Maybe that's why there is a tragic aspect to the play, as if we were always starting over, trying to pick up the pieces and climb the ramp, rebuild the museum, reopen the notice, receive payment. This data is seen in the impasse between rehearsals of collective gestures that burst the space in its simplicity (like running from one side to another in a line) and a kind of self-referential looping to which each performer is subjected, like a competition where one does not know the rules, the jury and the prize (which probably doesn't even exist). But it is in this lack of conversation, in this work of constant elaboration on oneself - even if forced - and of discovering what is being embedded in what each of us calls a body (not just its materials, but its affections) that, from time to time, we recognize something in common, deciding to illuminate someone or lift a body to, above the others, be momentarily more visible.

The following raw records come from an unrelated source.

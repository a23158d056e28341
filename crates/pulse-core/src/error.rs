// Copyright 2025 eraflo
//
// Licensed under the Apache License, Version 2.0 (the "License");
// you may not use this file except in compliance with the License.
// You may obtain a copy of the License at
//
//     http://www.apache.org/licenses/LICENSE-2.0
//
// Unless required by applicable law or agreed to in writing, software
// distributed under the License is distributed on an "AS IS" BASIS,
// WITHOUT WARRANTIES OR CONDITIONS OF ANY KIND, either express or implied.
// See the License for the specific language governing permissions and
// limitations under the License.

//! Error taxonomy for the metrics system.

use crate::tags::Tags;
use std::fmt::{self, Display};

/// A specialized `Result` type for metric-related operations.
pub type MetricsResult<T> = Result<T, MetricsError>;

/// An error that can occur within the metrics system.
///
/// All registry errors are returned values; the registry never terminates
/// the process. Callers decide whether to unregister and retry or ignore.
#[derive(Debug, Clone, PartialEq, Eq)]
pub enum MetricsError {
    /// A metric is already registered under the same name and tag identity.
    /// If you mean to register it you must first unregister the existing
    /// metric.
    DuplicateMetric {
        /// The metric name that collided.
        name: String,
        /// The tag set of the rejected registration.
        tags: Tags,
    },
    /// A tag string did not follow the comma-separated `key=value` format.
    TagParse {
        /// The malformed input, verbatim.
        input: String,
    },
}

impl Display for MetricsError {
    fn fmt(&self, f: &mut fmt::Formatter<'_>) -> fmt::Result {
        match self {
            MetricsError::DuplicateMetric { name, tags } => {
                write!(f, "duplicate metric: {name} {tags}")
            }
            MetricsError::TagParse { input } => {
                write!(
                    f,
                    "comma delimited tag should follow the format tag=value: {input}"
                )
            }
        }
    }
}

impl std::error::Error for MetricsError {}

#[cfg(test)]
mod tests {
    use super::*;

    #[test]
    fn test_duplicate_metric_display_names_metric_and_tags() {
        let err = MetricsError::DuplicateMetric {
            name: "requests".to_string(),
            tags: Tags::from([("host", "web01")]),
        };
        assert_eq!(err.to_string(), "duplicate metric: requests host=web01");
    }

    #[test]
    fn test_tag_parse_display_names_input() {
        let err = MetricsError::TagParse {
            input: "a=1,b".to_string(),
        };
        assert!(err.to_string().ends_with("tag=value: a=1,b"));
    }
}
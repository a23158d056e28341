// Copyright 2025 eraflo
//
// Licensed under the Apache License, Version 2.0 (the "License");
// you may not use this file except in compliance with the License.
// You may obtain a copy of the License at
//
//     http://www.apache.org/licenses/LICENSE-2.0
//
// Unless required by applicable law or agreed to in writing, software
// distributed under the License is distributed on an "AS IS" BASIS,
// WITHOUT WARRANTIES OR CONDITIONS OF ANY KIND, either express or implied.
// See the License for the specific language governing permissions and
// limitations under the License.

//! Binds a tag set to an instrument handle.

use crate::instrument::Instrument;
use crate::tags::{Tags, TagsId};

/// An instrument together with the tag set it was registered under.
///
/// Cloning is cheap: the instrument handle is shared, the tags are copied.
#[derive(Debug, Clone)]
pub struct TaggedMetric {
    tags: Tags,
    instrument: Instrument,
}

impl TaggedMetric {
    /// Pairs `tags` with `instrument`.
    pub fn new(tags: Tags, instrument: Instrument) -> Self {
        Self { tags, instrument }
    }

    /// The tag set.
    pub fn tags(&self) -> &Tags {
        &self.tags
    }

    /// The instrument handle.
    pub fn instrument(&self) -> &Instrument {
        &self.instrument
    }

    /// The canonical identity of the tag set.
    pub fn tags_id(&self) -> TagsId {
        self.tags.id()
    }

    /// The human-readable tag string.
    pub fn tag_string(&self) -> String {
        self.tags.to_string()
    }

    /// Returns a new `TaggedMetric` whose tags are `self.tags.add_tags(extra)`
    /// (existing tags win) and whose instrument handle is shared with `self`.
    pub fn add_tags(&self, extra: &Tags) -> TaggedMetric {
        TaggedMetric {
            tags: self.tags.add_tags(extra),
            instrument: self.instrument.clone(),
        }
    }
}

Thus, this cast of diverse bodies, dance backgrounds, gender and race never claims (as those who pay us seem to ask, when they do) that it is the meritocratic and competitive performativity of the particular creative that will save us. But it also does not succumb to the conservative principle that only allows the dancing body to present itself as the owner of knowledge that its audience does not have – trained, conscious, controlled, ready, “clean” and “without a belly”. What it does is start from both spectrums to create something that seduces not through force, but through lack of commitment and an almost childish joy of still being able to move unbridledly in the midst of doubt. Because, as Maria Bethânia sings in the verses that inspire the title of the work, “despite the ruins and death” that mark the history of our country and that have come to the surface in recent years, there is a strength that allows us to find in “everything” what is around – even in that lowest, most horrible and most doubtful – the rebirth of exaltation.